As Da Nang grapples with a new wave of COVID-19 cases, lab technicians at the Da Nang Center for Disease Control (CDC) are working to extremes to meet the increased testing demand.
The demand for COVID-19 testing in Da Nang has risen to thousands of new inquiries per day accompanied by test samples arriving at local test labs.
The workload that the lab technicians have been given has turned out to be as intense as their colleagues who work directly with patients battling against COVID-19.
As of August 8, the medical department of Da Nang City reported a total of 40,451 clinical samples having been collected since July 25, when the central tourist city recorded Vietnam’s first local transmission of COVID-19 after 99 days.
Since then, 405 cases traced to Da Nang, the country’s outbreak epicenter, have been documented nationwide.
Sleepless nights
Pulled out of bed by an emergency call on the morning of August 3, Dr. Le Thanh Chung, deputy director of Da Nang CDC, rushed to the agency’s headquarters on Phan Chau Trinh Street to inspect the situation.
There were problems with the clinical specimens being delivered, the practitioner on duty reported.
Relying on the glimmering street lights to see, four medical staffers of the sample reception team perused the pages in the report, referencing every single sample to probe the issue.
After 30 minutes of scrutiny and cross-checking by phone with lower-level medical facilities, the staffers let the samples enter the headquarters building, ready to undergo the next processing steps.
Circumstances like these have become a part of the day-to-day routine for Da Nang CDC staff since the city confirmed the resurgence of locally-transmitted COVID-19 cases nearly three weeks ago.
Da Nang CDC has kept its sample reception unit open around the clock for sample submission from lower-level hospitals, due to the fact that sample collecting takes tremendous effort and can extend far after business hours during the pandemic.
Packages may arrive as late as 2:00 am and contain as many as 700 samples.
“We have to take all of them in, capture their information into the system, and ensure smooth operations so no sample would be left uncategorized.

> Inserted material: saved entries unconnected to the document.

use std::sync::Once;
use tracing_subscriber::{layer::SubscriberExt as _, registry::Registry};

use crate::Algorithm;
use hex_literal::hex;

static INIT: Once = Once::new();

pub(crate) fn init() {
	INIT.call_once(|| {
		let layer = tracing_tree::HierarchicalLayer::default()
			.with_writer(tracing_subscriber::fmt::TestWriter::new())
			.with_indent_lines(true)
			.with_indent_amount(2)
			.with_targets(true);

		let sub = Registry::default().with(layer);
		tracing::subscriber::set_global_default(sub).unwrap();
	});
}

pub(crate) struct Vector {
	pub(crate) hash: Algorithm,
	pub(crate) ikm: &'static [u8],
	pub(crate) salt: &'static [u8],
	pub(crate) info: &'static [u8],
	pub(crate) prk: &'static [u8],
	pub(crate) okm: &'static [u8],
}

// RFC 5869, Appendix A
pub(crate) static RFC5869: [Vector; 7] = [
	Vector {
		hash: Algorithm::Sha256,
		ikm: &hex!("0b0b0b0b0b0b0b0b0b0b0b0b0b0b0b0b0b0b0b0b0b0b"),
		salt: &hex!("000102030405060708090a0b0c"),
		info: &hex!("f0f1f2f3f4f5f6f7f8f9"),
		prk: &hex!("077709362c2e32df0ddc3f0dc47bba6390b6c73bb50f9c3122ec844ad7c2b3e5"),
		okm: &hex!(
			"3cb25f25faacd57a90434f64d0362f2a2d2d0a90cf1a5a4c5db02d56ecc4c5bf"
			"34007208d5b887185865"
		),
	},
	Vector {
		hash: Algorithm::Sha256,
		ikm: &hex!(
			"000102030405060708090a0b0c0d0e0f101112131415161718191a1b1c1d1e1f"
			"202122232425262728292a2b2c2d2e2f303132333435363738393a3b3c3d3e3f"
			"404142434445464748494a4b4c4d4e4f"
		),
		salt: &hex!(
			"606162636465666768696a6b6c6d6e6f707172737475767778797a7b7c7d7e7f"
			"808182838485868788898a8b8c8d8e8f909192939495969798999a9b9c9d9e9f"
			"a0a1a2a3a4a5a6a7a8a9aaabacadaeaf"
		),
		info: &hex!(
			"b0b1b2b3b4b5b6b7b8b9babbbcbdbebfc0c1c2c3c4c5c6c7c8c9cacbcccdcecf"
			"d0d1d2d3d4d5d6d7d8d9dadbdcdddedfe0e1e2e3e4e5e6e7e8e9eaebecedeeef"
			"f0f1f2f3f4f5f6f7f8f9fafbfcfdfeff"
		),
		prk: &hex!("06a6b88c5853361a06104c9ceb35b45cef760014904671014a193f40c15fc244"),
		okm: &hex!(
			"b11e398dc80327a1c8e7f78c596a49344f012eda2d4efad8a050cc4c19afa97c"
			"59045a99cac7827271cb41c65e590e09da3275600c2f09b8367793a9aca3db71"
			"cc30c58179ec3e87c14c01d5c1f3434f1d87"
		),
	},
	Vector {
		hash: Algorithm::Sha256,
		ikm: &hex!("0b0b0b0b0b0b0b0b0b0b0b0b0b0b0b0b0b0b0b0b0b0b"),
		salt: b"",
		info: b"",
		prk: &hex!("19ef24a32c717b167f33a91d6f648bdf96596776afdb6377ac434c1c293ccb04"),
		okm: &hex!(
			"8da4e775a563c18f715f802a063c5a31b8a11f5c5ee1879ec3454e5f3c738d2d"
			"9d201395faa4b61a96c8"
		),
	},
	Vector {
		hash: Algorithm::Sha1,
		ikm: &hex!("0b0b0b0b0b0b0b0b0b0b0b"),
		salt: &hex!("000102030405060708090a0b0c"),
		info: &hex!("f0f1f2f3f4f5f6f7f8f9"),
		prk: &hex!("9b6c18c432a7bf8f0e71c8eb88f4b30baa2ba243"),
		okm: &hex!(
			"085a01ea1b10f36933068b56efa5ad81a4f14b822f5b091568a9cdd4f155fda2"
			"c22e422478d305f3f896"
		),
	},
	Vector {
		hash: Algorithm::Sha1,
		ikm: &hex!(
			"000102030405060708090a0b0c0d0e0f101112131415161718191a1b1c1d1e1f"
			"202122232425262728292a2b2c2d2e2f303132333435363738393a3b3c3d3e3f"
			"404142434445464748494a4b4c4d4e4f"
		),
		salt: &hex!(
			"606162636465666768696a6b6c6d6e6f707172737475767778797a7b7c7d7e7f"
			"808182838485868788898a8b8c8d8e8f909192939495969798999a9b9c9d9e9f"
			"a0a1a2a3a4a5a6a7a8a9aaabacadaeaf"
		),
		info: &hex!(
			"b0b1b2b3b4b5b6b7b8b9babbbcbdbebfc0c1c2c3c4c5c6c7c8c9cacbcccdcecf"
			"d0d1d2d3d4d5d6d7d8d9dadbdcdddedfe0e1e2e3e4e5e6e7e8e9eaebecedeeef"
			"f0f1f2f3f4f5f6f7f8f9fafbfcfdfeff"
		),
		prk: &hex!("8adae09a2a307059478d309b26c4115a224cfaf6"),
		okm: &hex!(
			"0bd770a74d1160f7c9f12cd5912a06ebff6adcae899d92191fe4305673ba2ffe"
			"8fa3f1a4e5ad79f3f334b3b202b2173c486ea37ce3d397ed034c7f9dfeb15c5e"
			"927336d0441f4c4300e2cff0d0900b52d3b4"
		),
	},
	Vector {
		hash: Algorithm::Sha1,
		ikm: &hex!("0b0b0b0b0b0b0b0b0b0b0b0b0b0b0b0b0b0b0b0b0b0b"),
		salt: b"",
		info: b"",
		prk: &hex!("da8c8a73c7fa77288ec6f5e7c297786aa0d32d01"),
		okm: &hex!(
			"0ac1af7002b3d761d1e55298da9d0506b9ae52057220a306e07b6b87e8df21d0"
			"ea00033de03984d34918"
		),
	},
	// Test case 7 doesn't provide a salt at all
	Vector {
		hash: Algorithm::Sha1,
		ikm: &hex!("0c0c0c0c0c0c0c0c0c0c0c0c0c0c0c0c0c0c0c0c0c0c"),
		salt: b"",
		info: b"",
		prk: &hex!("2adccada18779e7c2077ad2eb19d3f3e731385dd"),
		okm: &hex!(
			"2c91117204d745f3500d636a62f64f0ab3bae548aa53d423b0d1f27ebba6f5e5"
			"673a081d70cce7acfc48"
		),
	},
];

pub(crate) const ALL: [Algorithm; 4] = [
	Algorithm::Sha1,
	Algorithm::Sha256,
	Algorithm::Sha384,
	Algorithm::Sha512,
];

Most importantly, we need to be completely precise, as the smallest error would ruin the collective effort of the whole society,” Chung said.
“Fifteen days ago, the screening capacity of Da Nang CDC used to settle at 500-700 samples per day, but now it has been raised tenfold, which goes to show that we have gone all out on this."
Uninterrupted duties
During the first outbreak earlier this year, Da Nang CDC was able to send personnel support to surrounding provinces.
This time around, as the city got caught in the worst COVID-19 outbreak in Vietnam, the medical agency had to call on the Da Nang University of Medical Technology and Pharmacy for professional aid.
To surmount the workload, each of Da Nang CDC’s lab practitioners is taking on three shifts a day.
Lab technician Phan Viet Son said that each sample kept him in suspense just as much as it did with the sample owner, as his hands swiftly handled clinical specimens.
He had been quartering himself at the lab for ten consecutive days to share the line of duty with his colleagues.
His wife is also a medical practitioner working at the Da Nang Oncology Hospital, a COVID-19 treatment center in the city, which leaves them no choice but to send their children back to their grandparents who live in the countryside.
The family only manages to talk to each other on the phone occasionally.
In their working stations, electric lights are left on 24/7. Their perception of night and day gradually blends into each other, their focus set on the slightest beeps signifying progress made by the testing machine.
Each of them carries out their individual tasks with little conversation, all too aware of the difference time can make in this endeavor.
As there are ten times more submissions than usual, the operation requires precision, most importantly, and also productivity, Nguyen Thi Thanh Nhan, head of the laboratory division under Da Nang CDC, explained.
“We try to make use of every spare moment. A new batch of samples is inserted into the machine the moment a previous batch is completed. People cannot take any breaks, so there is no reason for machines to have one,” Nhan jokingly said.
Because the lab technicians have to wear protective coveralls, they find it hard to perform the most basic activities of daily living. Even mealtimes and hygiene activities are forced to wait as they cannot afford to pause work to take off the suits.
Another unit housed in the same building is also working diligently trying to find answers, led by two experts — Assoc. Prof. Dr. Le Thi Quynh Mai, deputy director of the National Institute of Hygiene and Epidemiology (NIHE), and Assoc. Prof. Dr. Nguyen Le Khanh Hang, deputy head of the Division of Viral Disease under the NIHE.
Their COVID-19 test unit is a standing outfit of the Ministry of Health in Da Nang, who will work to provide situational analysis and strategic foresight to uncover the root cause of the outbreak, a vital part in the effort against COVID-19 because it can inform physicians of the optimal treatment and isolation period as well as the discharge point for infected patients.
“Each of us is running our own race, yet we all share the same element of excitement,” Mai said.